ConJur - A manifestação de raiva e indignação com a morte de João Alberto Silveira Freitas no interior do supermercado Carrefour pode ser feita desde a ordem, a razão, ou mediante a expressão do sentimento, cumprindo, assim, as premissas clássicas do liberalismo (mente/corpo). Nós preferimos ir além por entendermos que o racismo deve ser visto sob os diversos prismas que conformam a sociedade, afastando-se, assim, da falácia jurídica, ou seja, na crença de que apenas o âmbito jurídico pode garantir direitos. Essa a opção de Mbembe, denominada também de visceralidade, ou o uso da expressão dos nossos sentimentos em forma de razão e indignação. Conceição Evaristo já denominou de escrevivência o ato de escrever o que vivenciamos como grupo racial e racializado.
Os vídeos onde se vê seguranças espancando até à morte João Alberto, homem negro, companheiro de Milena e pai de quatro filhos, no estacionamento de uma das lojas da rede de supermercados Carrefour, constitui-se em um padrão da realidade vivenciada pela população negra brasileira. A cena não deixa nada a desejar à descrição de qualquer outra ocorrida no período escravocrata no Brasil.
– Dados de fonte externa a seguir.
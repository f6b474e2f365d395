//! Group function handler for Binary Switch Bank Status (PGN 127501).
//!
//! The only selectable field is the bank instance (field 1). A Request picks a
//! bank (or all banks when no instance is given) and triggers status messages;
//! a Write Fields can move a bank to a new instance number. Every other field
//! identifier is refused with the appropriate parameter code.
//!
//! # Pair scan
//!
//! Pairs are decoded left to right. The first instance selector is recorded
//! and checked with [`BinaryStatusTarget::has_instance`]; any further instance
//! selector is out of range. An unknown field stops the scan because its value
//! width is unknown, and every remaining pair is answered with
//! [`ParameterErrorCode::TemporarilyUnableToComply`].
use crate::core::{is_broadcast, N2kMsg, N2K_NA_U8};
use crate::error::HandleError;
use crate::protocol::group_function::acknowledge::{Acknowledgement, WriteReply};
use crate::protocol::group_function::{
    acknowledge_unsupported, FieldsHeader, GroupFunction, PairCursor, ParameterErrorCode,
    PgnErrorCode, TransmissionErrorCode,
};
use crate::protocol::messages::PGN_BINARY_STATUS;
use crate::protocol::transport::traits::msg_sender::MsgSender;

/// Instance value meaning "no instance selected".
pub const INSTANCE_UNSET: u8 = 0xFF;
/// Field identifier of the bank instance in PGN 127501.
pub const FIELD_INSTANCE: u8 = 1;
/// Field identifiers `1..FIELD_LIMIT` are defined for PGN 127501 (instance and 28 indicators).
const FIELD_LIMIT: u8 = 30;

/// Whether `field` is a defined 127501 field (one value byte follows it).
fn is_defined_field(field: u8) -> bool {
    field > 0 && field < FIELD_LIMIT
}

//==================================================================================TARGET
/// Device-side callbacks the handler relies on.
pub trait BinaryStatusTarget {
    /// Whether a bank with `instance` exists.
    fn has_instance(&self, instance: u8) -> bool;

    /// Fill `msg` with the status of a bank.
    ///
    /// With `advance == false`, `*instance` names the bank to report. With
    /// `advance == true`, the bank following `*instance` is reported (the
    /// first one when `*instance` is [`INSTANCE_UNSET`]) and `*instance` is
    /// updated to it. Returns `false` when nothing was produced; when
    /// advancing, `*instance` is then reset to [`INSTANCE_UNSET`].
    fn next_status_message(&mut self, instance: &mut u8, msg: &mut N2kMsg, advance: bool) -> bool;

    /// Whether status can be produced right now.
    fn provides_status(&self) -> bool {
        true
    }

    /// Move bank `old` to instance `new`. Returns `true` on success.
    fn change_instance(&mut self, _old: u8, _new: u8) -> bool {
        false
    }

    /// Apply a transmission interval/offset change for `instance`
    /// ([`INSTANCE_UNSET`] when the request selected no bank).
    fn change_transmission_interval(&mut self, _instance: u8, _interval_ms: u32, _offset_ms: u16) -> bool {
        false
    }
}

//==================================================================================FILTER
#[derive(Debug, Clone, Copy, PartialEq, Eq)]
enum ScanState {
    Scanning,
    Aborted,
}

/// Outcome of one selection pair.
#[derive(Debug, Clone, Copy)]
struct Selection {
    code: ParameterErrorCode,
    /// Field identifier read, `None` once the scan is aborted.
    field: Option<u8>,
    /// Value byte read for the field, when its width is known.
    value: Option<u8>,
}

/// Pair filter shared by Request and Write Fields.
#[derive(Debug)]
struct InstanceFilter {
    state: ScanState,
    matched: bool,
    instance: u8,
}

impl InstanceFilter {
    fn new() -> Self {
        Self {
            state: ScanState::Scanning,
            matched: true,
            instance: INSTANCE_UNSET,
        }
    }

    fn scan<T: BinaryStatusTarget + ?Sized>(
        &mut self,
        cursor: &mut PairCursor<'_>,
        target: &T,
    ) -> Selection {
        if self.state == ScanState::Aborted {
            return Selection {
                code: ParameterErrorCode::TemporarilyUnableToComply,
                field: None,
                value: None,
            };
        }

        let field = cursor.next_byte();
        if field != FIELD_INSTANCE {
            self.matched = false;
            self.state = ScanState::Aborted;
            return Selection {
                code: ParameterErrorCode::InvalidRequestOrCommandParameterField,
                field: Some(field),
                value: None,
            };
        }

        let value = cursor.next_byte();
        let accepted = if self.instance == INSTANCE_UNSET {
            // Recorded even when refused, so a later selector cannot win.
            self.instance = value;
            target.has_instance(value)
        } else {
            false
        };
        let code = if accepted {
            ParameterErrorCode::Acknowledge
        } else {
            self.matched = false;
            ParameterErrorCode::RequestOrCommandParameterOutOfRange
        };
        Selection {
            code,
            field: Some(field),
            value: Some(value),
        }
    }
}

//==================================================================================HANDLER
/// Answers group functions about PGN 127501 on behalf of a [`BinaryStatusTarget`].
#[derive(Debug)]
pub struct BinaryStatusGroupFunction<T: BinaryStatusTarget> {
    target: T,
}

impl<T: BinaryStatusTarget> BinaryStatusGroupFunction<T> {
    pub fn new(target: T) -> Self {
        Self { target }
    }

    pub fn target(&self) -> &T {
        &self.target
    }

    pub fn target_mut(&mut self) -> &mut T {
        &mut self.target
    }

    /// Dispatch a decoded group function. Returns `false` when `function` is
    /// about another PGN, leaving the answer to the caller.
    pub fn handle<S: MsgSender>(
        &mut self,
        function: &GroupFunction,
        msg: &N2kMsg,
        device: usize,
        sender: &mut S,
    ) -> Result<bool, HandleError<S::Error>> {
        if function.pgn() != PGN_BINARY_STATUS {
            return Ok(false);
        }
        match *function {
            GroupFunction::Request {
                transmission_interval,
                transmission_offset,
                pairs,
                ..
            } => self.handle_request(
                msg,
                transmission_interval,
                transmission_offset,
                pairs,
                device,
                sender,
            )?,
            GroupFunction::Command { .. } => acknowledge_unsupported(
                function,
                msg,
                PgnErrorCode::RequestOrCommandNotSupported,
                ParameterErrorCode::RequestOrCommandNotSupported,
                device,
                sender,
            )?,
            GroupFunction::ReadFields { .. } => acknowledge_unsupported(
                function,
                msg,
                PgnErrorCode::ReadOrWriteNotSupported,
                ParameterErrorCode::ReadOrWriteIsNotSupported,
                device,
                sender,
            )?,
            GroupFunction::WriteFields { ref header, .. } => {
                self.handle_write_fields(msg, header, device, sender)?
            }
            GroupFunction::Acknowledge { .. }
            | GroupFunction::ReadFieldsReply { .. }
            | GroupFunction::WriteFieldsReply { .. } => {}
        }
        Ok(true)
    }

    /// Answer a Request group function for PGN 127501.
    pub fn handle_request<S: MsgSender>(
        &mut self,
        msg: &N2kMsg,
        transmission_interval: u32,
        transmission_offset: u16,
        pairs: u8,
        device: usize,
        sender: &mut S,
    ) -> Result<(), HandleError<S::Error>> {
        let broadcast = is_broadcast(msg.destination);
        let mut ack = Acknowledgement::start(
            msg.source,
            PGN_BINARY_STATUS,
            PgnErrorCode::Acknowledge,
            TransmissionErrorCode::for_request(transmission_interval, transmission_offset),
            pairs,
        )?;

        let mut filter = InstanceFilter::new();
        let mut cursor = PairCursor::for_request(msg);
        for _ in 0..pairs {
            // Nobody reads the codes of a refused broadcast.
            if !filter.matched && broadcast {
                break;
            }
            let selection = filter.scan(&mut cursor, &self.target);
            ack.add_parameter(selection.code)?;
        }

        if self.target.change_transmission_interval(
            filter.instance,
            transmission_interval,
            transmission_offset,
        ) {
            ack.set_transmission_code(TransmissionErrorCode::Acknowledge);
        }

        let provides_status = self.target.provides_status();
        let tx_accepted = ack.transmission_code() == TransmissionErrorCode::Acknowledge;
        if (!filter.matched || !tx_accepted || !provides_status) && !broadcast {
            if filter.matched && !provides_status {
                ack.set_pgn_code(PgnErrorCode::PgnTemporarilyNotAvailable);
            }
            sender
                .send_msg(&ack.finish()?, device)
                .map_err(HandleError::Send)?;
        }

        #[cfg(feature = "defmt")]
        defmt::debug!(
            "127501 request from {}: matched={} instance={}",
            msg.source,
            filter.matched,
            filter.instance
        );

        if filter.matched && provides_status {
            self.send_status_messages(msg, filter.instance, device, sender)?;
        }
        Ok(())
    }

    /// Send the status of `instance`, or of every bank when it is [`INSTANCE_UNSET`].
    fn send_status_messages<S: MsgSender>(
        &mut self,
        request: &N2kMsg,
        instance: u8,
        device: usize,
        sender: &mut S,
    ) -> Result<(), HandleError<S::Error>> {
        let advance = instance == INSTANCE_UNSET;
        let destination = if is_broadcast(request.destination) {
            request.destination
        } else {
            request.source
        };

        let mut current = instance;
        let mut first_sent = INSTANCE_UNSET;
        let mut status = N2kMsg::default();
        // At most one message per instance value.
        for _ in 0..INSTANCE_UNSET {
            if !self
                .target
                .next_status_message(&mut current, &mut status, advance)
            {
                break;
            }
            if current == first_sent {
                break;
            }
            status.destination = destination;
            sender
                .send_msg(&status, device)
                .map_err(HandleError::Send)?;
            if current == instance {
                break;
            }
            if first_sent == INSTANCE_UNSET {
                first_sent = current;
            }
        }
        Ok(())
    }

    /// Answer a Write Fields group function for PGN 127501.
    pub fn handle_write_fields<S: MsgSender>(
        &mut self,
        msg: &N2kMsg,
        header: &FieldsHeader,
        device: usize,
        sender: &mut S,
    ) -> Result<(), HandleError<S::Error>> {
        let mut ack = Acknowledgement::start(
            msg.source,
            PGN_BINARY_STATUS,
            PgnErrorCode::Acknowledge,
            TransmissionErrorCode::Acknowledge,
            header.selection_pairs,
        )?;
        let mut reply = WriteReply::start(msg.source, PGN_BINARY_STATUS, header)?;
        let mut cursor = PairCursor::for_fields(msg, header.proprietary);

        //==========================================================================SELECTION
        let mut filter = InstanceFilter::new();
        for _ in 0..header.selection_pairs {
            let selection = filter.scan(&mut cursor, &self.target);
            if let Some(field) = selection.field {
                reply.push(field);
                match selection.value {
                    Some(value) => reply.push(value),
                    None if is_defined_field(field) => reply.push(N2K_NA_U8),
                    None => {}
                }
            }
            ack.add_parameter(selection.code)?;
        }

        if !filter.matched || filter.instance == INSTANCE_UNSET {
            return sender
                .send_msg(&ack.finish()?, device)
                .map_err(HandleError::Send);
        }

        //==========================================================================PARAMETERS
        let current_instance = filter.instance;
        let mut ack = Acknowledgement::start(
            msg.source,
            PGN_BINARY_STATUS,
            PgnErrorCode::Acknowledge,
            TransmissionErrorCode::Acknowledge,
            header.parameter_pairs,
        )?;
        let mut matched = true;
        let mut state = ScanState::Scanning;
        for _ in 0..header.parameter_pairs {
            let code = if state == ScanState::Aborted {
                ParameterErrorCode::TemporarilyUnableToComply
            } else {
                let field = cursor.next_byte();
                reply.push(field);
                match field {
                    FIELD_INSTANCE => {
                        let requested = cursor.next_byte();
                        let echoed = if self.target.change_instance(current_instance, requested) {
                            requested
                        } else {
                            current_instance
                        };
                        reply.push(echoed);
                        ParameterErrorCode::Acknowledge
                    }
                    field if is_defined_field(field) => {
                        // Indicator states are driven through 127502, not written here.
                        cursor.next_byte();
                        reply.push(N2K_NA_U8);
                        matched = false;
                        ParameterErrorCode::ReadOrWriteIsNotSupported
                    }
                    _ => {
                        matched = false;
                        state = ScanState::Aborted;
                        ParameterErrorCode::TemporarilyUnableToComply
                    }
                }
            };
            ack.add_parameter(code)?;
        }

        // An echo too long for one message falls back to the acknowledgement.
        let answer = match reply.finish() {
            Some(reply) if matched => reply,
            _ => ack.finish()?,
        };
        sender.send_msg(&answer, device).map_err(HandleError::Send)
    }
}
A marcação, a vigilância e o controle dos corpos negros nos espaços públicos e privados constitui-se em exemplo suficiente de como se inviabiliza o princípio liberal de liberdade de locomoção e circulação, e, por conseguinte, a igualdade formal entre todos os cidadãos no Brasil, entre outros contextos onde residem seres racializados. O motivo principal é que os nossos corpos sempre foram vistos e percebidos na esfera pública como ameaça, perigo, descontrole da ordem convencional preestabelecida por âmbitos institucionais governados e coordenados por indivíduos de raça branca. Essa construção e difusão da figura do homem negro como indolente, violento e perigoso redunda em diversos outros indicadores sociais os quais demonstram que, na sociedade brasileira, há um lugar específico para a população negra, qual seja, sem emprego ou subocupada, sem ocupar cargos de poder ou de saber, morta ou encarcerada, desumanizada, hierarquizada e sob intenso controle social.
Apesar da superação do conceito da superioridade racial desde o ponto de vista biológico, a raça continua sendo o elemento chave na determinação da superioridade e inferioridade entre as pessoas, sobretudo desde a conjunção modernidade/colonialidade (escravidão e colonização).
Aníbal Quijano, ao falar sobre colonialidade do poder, discorre sobre a diferença colonial, a qual consiste, em apertada síntese, em uma marcação de grupos de pessoas ou populações, identificados por suas faltas ou excessos, usando essas diferenças como elementos de classificação de inferioridade em relação a quem as classifica. A colonização foi a matriz que permitiu estabelecer essas diferenças e justificar a cristianização com a lógica de classificar e de hierarquizar as pessoas do planeta de acordo com suas línguas, religiões, nacionalidades, cor de pele, grau de inteligência etc.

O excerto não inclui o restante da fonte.